If an investigation reveals serious rights violations, P&A's usually prepare a report of their findings, present them to the responsible officials, and recommend remedial action. Some States also issue reports to the public to raise awareness and garner support. P&A's attempt to work with the institution initially, both to avoid costly litigation and to foster cooperation. If the institution does not take appropriate action, sanctions may result. Most P&A's report that investigations rarely escalate to litigation. Because of limited resources and the costs of litigation, when individual damages actions based on abuse or neglect claims arise, P&A's usually refer these cases to private attorneys.
In addition to the detained and committed juveniles in correctional facilities with identified disabilities, many juveniles who would otherwise be eligible for services have disabilities that remain unidentified.
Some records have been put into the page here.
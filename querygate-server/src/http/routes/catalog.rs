//! Catalog endpoints: users and products

use axum::{
    extract::{rejection::QueryRejection, Query, State},
    routing::get,
    Json, Router,
};
use serde::Deserialize;

use super::fetch_records;
use crate::db::Store;
use crate::http::error::ApiError;
use crate::models::{RecordId, SearchName};
use crate::query::{Operator, QuerySpec, Record};
use crate::state::AppState;

#[derive(Debug, Deserialize)]
pub struct UserParams {
    pub id: Option<String>,
}

#[derive(Debug, Deserialize)]
pub struct SearchParams {
    pub name: Option<String>,
}

/// GET /user?id= - users with the given id
async fn get_user(
    State(state): State<AppState>,
    params: Result<Query<UserParams>, QueryRejection>,
) -> Result<Json<Vec<Record>>, ApiError> {
    let Query(params) = params?;
    let id = RecordId::parse("id", params.id.as_deref().unwrap_or_default())?;

    let spec = QuerySpec::select("users").filter("id", Operator::Eq, id.get());
    fetch_records(&state, Store::Catalog, spec).await
}

/// GET /search?name= - products with exactly this name
async fn search_products(
    State(state): State<AppState>,
    params: Result<Query<SearchParams>, QueryRejection>,
) -> Result<Json<Vec<Record>>, ApiError> {
    let Query(params) = params?;
    let name = SearchName::new(params.name.as_deref().unwrap_or_default())?;

    let spec = QuerySpec::select("products").filter("name", Operator::Eq, name.into_string());
    fetch_records(&state, Store::Catalog, spec).await
}

/// Catalog routes
pub fn router() -> Router<AppState> {
    Router::new()
        .route("/user", get(get_user))
        .route("/search", get(search_products))
}
//! HTTP layer
//!
//! Axum server with:
//! - CORS (localhost only by default)
//! - Request tracing
//! - Graceful shutdown followed by pool teardown
//! - `{error}` JSON bodies for every failure

pub mod error;
pub mod routes;
pub mod server;

pub use error::ApiError;
pub use server::{build_router, run_server, ServerConfig, ServerError};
According to the South Carolina P&A, psychological studies have shown that disabilities in children worsen in juvenile correctional facilities. P&A staff are concerned that mental health problems, particularly depression and suicidal tendencies, are exacerbated during an extended period of confinement. Similarly, issues related to seclusion, restraints, treatment, discharge planning, and transition services are potentially ripe for advocacy by a P&A.
Using a P&A as an ongoing system of oversight of juvenile programs in a State can shed enough light on service deficiencies so that litigation can often be avoided. Advocates in each State can access the existing P&A system to help monitor the services received by youth in custody. P&A's have the authority to investigate abuses, access records, and pursue administrative remedies on behalf of persons with disabilities. The P&A system in each State can help ensure that the rights of disabled youth in custody are not violated.
Seeking assistance from a P&A requires defining problems or issues so that they fit within the P&A's area of authority. Given the paucity of their resources, advocates must be ready to promote issues or potential clients to the P&A. Furthermore, advocates should examine what type of help is most needed from the P&A. Even if a P&A cannot seize the area of concern, it may be able to assist with problem solving.
Not all incarcerated youth fit the narrow definition of disabilities under PADD, PAIMI, or PAIR, but for those who do, P&A's can be valuable resources in individual cases and can help obtain services systemically without litigation. On behalf of a distinct and disadvantaged client group, P&A's act as individual and group advocates and monitors as they pursue remedies to institutional abuses. Incarcerated juveniles can fit into this scheme. Advocates for juveniles must be creative and should contemplate using the current P&A system in their State to access evaluations and services for young offenders with disabilities.